O primeiro brasileiro a participar de um conclave no Vaticano era nordestino, de origem indígena, e entrou para a história como uma das figuras mais emblemáticas da Igreja Católica no Brasil. Trata-se do pernambucano Joaquim Arcoverde de Albuquerque Cavalcanti (1850–1930), mais conhecido como cardeal Arcoverde.
Nomeado cardeal em 1905, ele participou do conclave que ocorreu entre os dias 31 de agosto e 3 de setembro de 1914, em Roma. A reunião de cardeais resultou na eleição do italiano Giacomo della Chiesa, que assumiu o trono papal sob o nome de Bento XV, após a morte do papa Pio X. Arcoverde foi o primeiro latino-americano a integrar o colégio cardinalício da Igreja Católica, marcando também a estreia de um religioso brasileiro nesse processo eleitoral reservado à cúpula eclesiástica mundial.
Ligação direta entre o Brasil e Roma
À época, o feito gerou grande comoção nacional. Embora não fosse considerado um papável pela imprensa internacional, Arcoverde simbolizava, para os brasileiros, a esperança de uma representação mais próxima no centro do poder da Igreja. Em 21 de agosto de 1914, o Jornal do Recife destacava com orgulho: “O cardeal Arcoverde concorrerá às eleições para a sucessão.”
A viagem ao conclave não foi simples. O cardeal se encontrava na Europa em uma viagem de recreio quando soube da morte do papa e se dirigiu imediatamente a Roma. Fontes da época relatam que ele tomou um trem da Espanha até o Vaticano e conseguiu chegar a tempo de participar do processo.
No conclave seguinte, em 1922, que elegeu o papa Pio XI, Arcoverde não participou devido à sua frágil condição de saúde, respeitando orientações médicas.

Uma trajetória moldada desde a juventude
Joaquim Arcoverde nasceu em 1850, na cidade de Cimbres — atual Pesqueira — no interior de Pernambuco. Desde cedo, ingressou na formação religiosa, estudando em Cajazeiras (PB) e depois em Roma, onde se ordenou padre aos 24 anos. Morou ainda por Paris antes de retornar ao Brasil.
O sobrenome “Arcoverde” é uma homenagem à avó materna, uma indígena da etnia tabajara, filha de um cacique. A origem reforça sua ligação com a diversidade cultural e social brasileira.
De volta ao país, lecionou no seminário de Olinda e, posteriormente, foi nomeado bispo da diocese de Goiás, cargo do qual renunciou. Atuou como bispo auxiliar em São Paulo, e, com a morte do titular da arquidiocese, assumiu o comando da Igreja paulista.
Seu trabalho ganhou notoriedade pela dedicação à evangelização católica em regiões interioranas e à expansão da presença da igreja em áreas urbanas.

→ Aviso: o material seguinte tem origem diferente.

//! Event summary command implementation.
//!
//! Answers "why was my system slow?" by counting recorded events over a
//! recent window.

use std::io::Write;

use chrono::{DateTime, Utc};
use heat_events::EventStore;

use crate::cli::AnalyzeArgs;
use crate::error::CliError;
use crate::output::{AnalyzeSummary, OutputFormat};

/// Analyze command executor.
#[derive(Debug, Default)]
pub struct AnalyzeCommand;

impl AnalyzeCommand {
    /// Create a new analyze command.
    #[must_use]
    pub const fn new() -> Self {
        Self
    }

    /// Execute the analyze command against the wall clock.
    ///
    /// # Errors
    ///
    /// Returns an error if the window cannot be parsed, the store cannot be
    /// read, or output fails.
    pub fn execute<W: Write>(
        &self,
        writer: &mut W,
        format: &OutputFormat,
        store: &EventStore,
        args: &AnalyzeArgs,
    ) -> Result<(), CliError> {
        self.execute_at(writer, format, store, args, Utc::now())
    }

    /// Execute the analyze command at an explicit reference time.
    ///
    /// # Errors
    ///
    /// Same failure modes as [`AnalyzeCommand::execute`].
    pub fn execute_at<W: Write>(
        &self,
        writer: &mut W,
        format: &OutputFormat,
        store: &EventStore,
        args: &AnalyzeArgs,
        now: DateTime<Utc>,
    ) -> Result<(), CliError> {
        let window = parse_window(&args.last)?;
        let events = store.read_since(now - window)?;
        let throttle_count = events.iter().filter(|e| e.is_throttling()).count();

        let summary = AnalyzeSummary {
            window: args.last.clone(),
            event_count: events.len(),
            throttle_count,
        };
        format.write(writer, &summary)
    }
}

/// Parses a human-readable duration like "2h" or "30m".
fn parse_window(input: &str) -> Result<chrono::Duration, CliError> {
    let duration = humantime::parse_duration(input)
        .map_err(|e| CliError::InvalidDuration(format!("{input}: {e}")))?;
    chrono::Duration::from_std(duration)
        .map_err(|_| CliError::InvalidDuration(format!("{input}: window out of range")))
}

#[cfg(test)]
mod tests {
    use super::*;
    use chrono::Duration;
    use heat_analyzer::ThermalState;
    use heat_events::ThermalEvent;

    fn seeded_store(dir: &std::path::Path, now: DateTime<Utc>) -> EventStore {
        let store = EventStore::open(dir).unwrap();
        let entries = [
            (ThermalState::Throttling, Duration::hours(5)),
            (ThermalState::Throttling, Duration::minutes(90)),
            (ThermalState::Recovery, Duration::minutes(80)),
            (ThermalState::Normal, Duration::minutes(30)),
        ];
        for (state, age) in entries {
            store
                .append(&ThermalEvent::state_change(state, "seeded", now - age))
                .unwrap();
        }
        store
    }

    mod parse_tests {
        use super::*;

        #[test]
        fn parses_common_windows() {
            assert_eq!(parse_window("2h").unwrap(), Duration::hours(2));
            assert_eq!(parse_window("30m").unwrap(), Duration::minutes(30));
            assert_eq!(parse_window("90s").unwrap(), Duration::seconds(90));
        }

        #[test]
        fn rejects_garbage() {
            assert!(matches!(
                parse_window("soon"),
                Err(CliError::InvalidDuration(_))
            ));
        }
    }

    #[test]
    fn counts_only_events_inside_the_window() {
        let dir = tempfile::tempdir().unwrap();
        let now = Utc::now();
        let store = seeded_store(dir.path(), now);

        let args = AnalyzeArgs { last: "2h".into() };
        let mut out = Vec::new();
        AnalyzeCommand::new()
            .execute_at(&mut out, &OutputFormat::default(), &store, &args, now)
            .unwrap();

        let text = String::from_utf8(out).unwrap();
        assert!(text.contains("Recorded:    3"));
        assert!(text.contains("Throttling:  1"));
    }

    #[test]
    fn empty_window_reports_no_events() {
        let dir = tempfile::tempdir().unwrap();
        let store = EventStore::open(dir.path()).unwrap();

        let args = AnalyzeArgs { last: "10m".into() };
        let mut out = Vec::new();
        AnalyzeCommand::new()
            .execute_at(&mut out, &OutputFormat::default(), &store, &args, Utc::now())
            .unwrap();

        assert!(
            String::from_utf8(out)
                .unwrap()
                .contains("no events recorded in this period")
        );
    }
}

Em 1897, foi nomeado arcebispo do Rio de Janeiro, e, em 1905, recebeu o título de cardeal, tornando-se o primeiro brasileiro e um dos primeiros não europeus a integrar o colégio cardinalício.
A política o levou ao cardinalato
A escolha de Arcoverde como cardeal foi também resultado de articulações políticas entre o governo brasileiro e o Vaticano. No final do período imperial e início da República, o Estado buscava demonstrar prestígio no cenário ocidental, enquanto a Santa Sé via no Brasil um parceiro estratégico no fortalecimento da fé católica na América Latina.
Durante seu ministério, Arcoverde contribuiu para a reaproximação entre a Igreja e o Estado após a separação entre poderes instituída com a Proclamação da República. Ajudou a consolidar o catolicismo como força social ativa e mobilizadora, tendo papel importante na oficialização de Nossa Senhora Aparecida como padroeira do Brasil e no apoio à construção da estátua do Cristo Redentor, inaugurada em 1931, um ano após sua morte.
Faleceu em 1930, aos 79 anos, deixando um legado de relevância para a Igreja Católica no Brasil e na América Latina.